I have the same problem. I am a single mom of a 17 year old. He has dominated me in every way shape or form and I am sometimes afraid. He has no interest in school, plays vid morn till nite, talks back to me and namecalls in the cruelest way. He has no interest in smoking or drinking and is a homebody. But in conclusion he is very disrespectful and it is a struggle everyday to cope with his outbursts. I feel so alone and helpless.
Rebecca on Sep 4, 2011
 
Hi my child is always hitting and pinching and biting other children I punish him by taking away favourite toys or taking him home if out and he hits I discipline him very well just the way HV have told me too but he seems to be getting worse now and his 3yrs 8 months some days his out of control and I don't know how to control him?
frances on Apr 21, 2011
 
I have a child in my care at his time who has ADHD and has lot of anger fights with me and can take a long time to calm down.Does not like to sit out when he is in trouble keeps getting out of room than throws things around,what do i do?
chris on Apr 9, 2010
 
Nice guidelines for the average developing child however I agree with June, ADHD children are very different when it comes to comprehension and reasoning as well as rewards and punishments. Many ADHD children do not feel or understand reward and punishment the way a typical child does (that does not mean we should not make every effort with these strategies as there are no absolutes and even if the strategy does not completely resolve the issue it may be partially effective). There is an underlying physiological imbalance in their brain that does not allow for typical executive function, which is what drives the ability to develop and learn appropriate behaviors.

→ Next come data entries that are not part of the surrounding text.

//! Per-language message translator.
//!
//! A [`Translator`] owns one resolved dictionary, a set of named parameters
//! and an ordered filter chain. Translation is a fixed pipeline:
//!
//! 1. template lookup (with `|key|` sentinel for missing namespaced keys)
//! 2. argument substitution, named (`{name}`) or positional (`%s`, `%d`, ...)
//! 3. recursive parameter expansion
//! 4. filters, in registration order

use crate::i18n::error::TranslateError;
use crate::i18n::format::{sprintf, FormatArg};
use crate::i18n::metrics::LookupMetrics;
use regex::{Captures, Regex};
use std::collections::HashMap;
use std::fmt;
use std::sync::{Arc, OnceLock};
use tracing::trace;

/// Translation key -> message template.
pub type Dictionary = HashMap<String, String>;

/// Parameter name -> value (values may reference other parameters).
pub type Parameters = HashMap<String, String>;

/// Post-processing step receiving `(message, key)`.
pub type Filter = Arc<dyn Fn(&str, &str) -> String + Send + Sync>;

/// `{name}` placeholder; the name may not contain `}`
static PLACEHOLDER_REGEX: OnceLock<Regex> = OnceLock::new();

/// Dot-separated key like `section.sub.key`
static NAMESPACED_KEY_REGEX: OnceLock<Regex> = OnceLock::new();

pub(crate) fn placeholder_regex() -> &'static Regex {
    PLACEHOLDER_REGEX.get_or_init(|| Regex::new(r"\{([^}]+)\}").unwrap())
}

fn namespaced_key_regex() -> &'static Regex {
    NAMESPACED_KEY_REGEX
        .get_or_init(|| Regex::new(r"^(?:[A-Za-z][A-Za-z0-9_]*\.)+[A-Za-z0-9_]+$").unwrap())
}

/// Arguments for a single [`Translator::translate`] call.
///
/// The two modes are mutually exclusive.
#[derive(Debug, Clone, PartialEq)]
pub enum Args {
    /// Replace `{name}` placeholders; unknown names are left as-is
    Named(HashMap<String, String>),

    /// printf-style formatting of the whole template
    Positional(Vec<FormatArg>),
}

impl Args {
    /// Build named arguments from `(name, value)` pairs.
    pub fn named<I, K, V>(pairs: I) -> Self
    where
        I: IntoIterator<Item = (K, V)>,
        K: Into<String>,
        V: ToString,
    {
        Args::Named(
            pairs
                .into_iter()
                .map(|(name, value)| (name.into(), value.to_string()))
                .collect(),
        )
    }

    /// Build positional arguments.
    pub fn positional<I, A>(values: I) -> Self
    where
        I: IntoIterator<Item = A>,
        A: Into<FormatArg>,
    {
        Args::Positional(values.into_iter().map(Into::into).collect())
    }
}

impl From<HashMap<String, String>> for Args {
    fn from(named: HashMap<String, String>) -> Self {
        Args::Named(named)
    }
}

impl From<FormatArg> for Args {
    fn from(arg: FormatArg) -> Self {
        Args::Positional(vec![arg])
    }
}

impl From<Vec<FormatArg>> for Args {
    fn from(args: Vec<FormatArg>) -> Self {
        Args::Positional(args)
    }
}

/// Anything that can turn a key (plus optional arguments) into display text.
pub trait MessageTranslator {
    fn translate(&self, key: &str, args: Option<&Args>) -> Result<String, TranslateError>;
}

/// Translator for a single language.
#[derive(Clone, Default)]
pub struct Translator {
    dictionary: Dictionary,
    parameters: Parameters,
    filters: Vec<Filter>,
    parameter_depth_limit: Option<usize>,
    metrics: Option<Arc<LookupMetrics>>,
}

impl Translator {
    pub fn new() -> Self {
        Self::default()
    }

    /// Fail parameter expansion nested deeper than `limit` levels instead of
    /// recursing without bound on a self-referencing parameter.
    pub fn with_parameter_depth_limit(mut self, limit: usize) -> Self {
        self.parameter_depth_limit = Some(limit);
        self
    }

    /// Record lookup outcomes into `metrics`.
    pub fn with_metrics(mut self, metrics: Arc<LookupMetrics>) -> Self {
        self.metrics = Some(metrics);
        self
    }

    /// Replace the dictionary wholesale.
    pub fn set_translates(&mut self, dictionary: Dictionary) {
        self.dictionary = dictionary;
    }

    pub fn translates(&self) -> &Dictionary {
        &self.dictionary
    }

    /// Merge `parameters` into the current set; incoming values win.
    pub fn set_parameters<I, K, V>(&mut self, parameters: I)
    where
        I: IntoIterator<Item = (K, V)>,
        K: Into<String>,
        V: Into<String>,
    {
        self.parameters.extend(
            parameters
                .into_iter()
                .map(|(name, value)| (name.into(), value.into())),
        );
    }

    pub fn parameters(&self) -> &Parameters {
        &self.parameters
    }

    /// Append a filter to the end of the chain.
    pub fn add_filter<F>(&mut self, filter: F)
    where
        F: Fn(&str, &str) -> String + Send + Sync + 'static,
    {
        self.filters.push(Arc::new(filter));
    }

    /// Append an already shared filter (used when stamping out translators).
    pub(crate) fn add_shared_filter(&mut self, filter: Filter) {
        self.filters.push(filter);
    }

    pub fn filter_count(&self) -> usize {
        self.filters.len()
    }

    /// Exact dictionary membership; sentinel and verbatim fallbacks don't count.
    pub fn has_message(&self, key: &str) -> bool {
        self.dictionary.contains_key(key)
    }

    /// Translate `key`.
    ///
    /// Missing keys never fail: a namespaced key (`section.key`) becomes
    /// `|section.key|`, anything else is used verbatim as the template.
    /// Errors come only from positional formatting and, when a depth limit
    /// is configured, from runaway parameter expansion.
    pub fn translate(&self, key: &str, args: Option<&Args>) -> Result<String, TranslateError> {
        let mut message = self.resolve_template(key);

        match args {
            Some(Args::Named(named)) => message = substitute_named(&message, named),
            Some(Args::Positional(values)) => {
                message = sprintf(&message, values).map_err(|source| {
                    if let Some(metrics) = &self.metrics {
                        metrics.record_format_failure();
                    }
                    TranslateError::Format {
                        key: key.to_string(),
                        source,
                    }
                })?;
            }
            None => {}
        }

        if !self.parameters.is_empty() {
            message = self.expand_parameters(&message, 0)?;
        }

        Ok(self
            .filters
            .iter()
            .fold(message, |message, filter| filter(&message, key)))
    }

    fn resolve_template(&self, key: &str) -> String {
        if let Some(template) = self.dictionary.get(key) {
            if let Some(metrics) = &self.metrics {
                metrics.record_hit();
            }
            return template.clone();
        }

        if namespaced_key_regex().is_match(key) {
            trace!(key, "Missing translation for namespaced key");
            if let Some(metrics) = &self.metrics {
                metrics.record_namespaced_miss();
            }
            format!("|{}|", key)
        } else {
            if let Some(metrics) = &self.metrics {
                metrics.record_verbatim_fallback();
            }
            key.to_string()
        }
    }

    /// Expand `{name}` placeholders from the parameter set. A parameter's
    /// value is expanded before it is substituted, so chains resolve fully.
    /// Without a depth limit a cyclic chain recurses until the stack is
    /// exhausted.
    fn expand_parameters(&self, text: &str, depth: usize) -> Result<String, TranslateError> {
        if !text.contains('{') {
            return Ok(text.to_string());
        }

        let mut failure = None;
        let expanded = placeholder_regex().replace_all(text, |caps: &Captures<'_>| {
            if failure.is_some() {
                return caps[0].to_string();
            }
            let Some(value) = self.parameters.get(&caps[1]) else {
                return caps[0].to_string();
            };
            if let Some(limit) = self.parameter_depth_limit {
                if depth >= limit {
                    failure = Some(TranslateError::ParameterDepthExceeded {
                        name: caps[1].to_string(),
                        limit,
                    });
                    return caps[0].to_string();
                }
            }
            match self.expand_parameters(value, depth + 1) {
                Ok(value) => value,
                Err(err) => {
                    failure = Some(err);
                    caps[0].to_string()
                }
            }
        });

        match failure {
            Some(err) => Err(err),
            None => Ok(expanded.into_owned()),
        }
    }
}

impl MessageTranslator for Translator {
    fn translate(&self, key: &str, args: Option<&Args>) -> Result<String, TranslateError> {
        Translator::translate(self, key, args)
    }
}

impl fmt::Debug for Translator {
    fn fmt(&self, f: &mut fmt::Formatter<'_>) -> fmt::Result {
        f.debug_struct("Translator")
            .field("dictionary", &self.dictionary.len())
            .field("parameters", &self.parameters)
            .field("filters", &self.filters.len())
            .field("parameter_depth_limit", &self.parameter_depth_limit)
            .finish()
    }
}

fn substitute_named(message: &str, named: &HashMap<String, String>) -> String {
    placeholder_regex()
        .replace_all(message, |caps: &Captures<'_>| match named.get(&caps[1]) {
            Some(value) => value.clone(),
            None => caps[0].to_string(),
        })
        .into_owned()
}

Parents with ADHD children should seek to correct the underlying problem or brain imbalance. The research over the last 2 decades has shown that there is an actual functional disconnection or desynchronization of processing between the 2 halves of the brain. There is some great literature on this and how the brain can actually change functionally which then allows for proper development of the child. Some good places to star are with books such as The Brain that Changes by Dr N. Doidge and Disconnected Kids by Dr R Melillo, or simply Google the terms 'functional disconnection syndrome, neuroplasticity'. The strongest parent advocate is an informed parent.
Cheryl on Sep 16, 2009
 
Illustrations are harsh. I always let my child calm down first and then discuss the punishment. It's comprehended then, although memory issues are included in ADD and the next similiar situation may be acted on impulse and it happens again. Then what?!
June on Jul 21, 2009
 
For general behavior problems, I'm with you. For anger in kids without ADHD, I'm with you. However, anger is a completely different animal when it comes to ADHD kids. Punishment increases the anger, and by the time the child has calmed down, many often don't know why they got angry in the first place. Anger attacks can be so random that the trigger may be completely benign or even unidentifiable. I do agree with Sarah; the illustrations are inappropriate.
Sarah on Feb 14, 2009
 
Good outline, but the corporal punishment illustrations could have been omitted.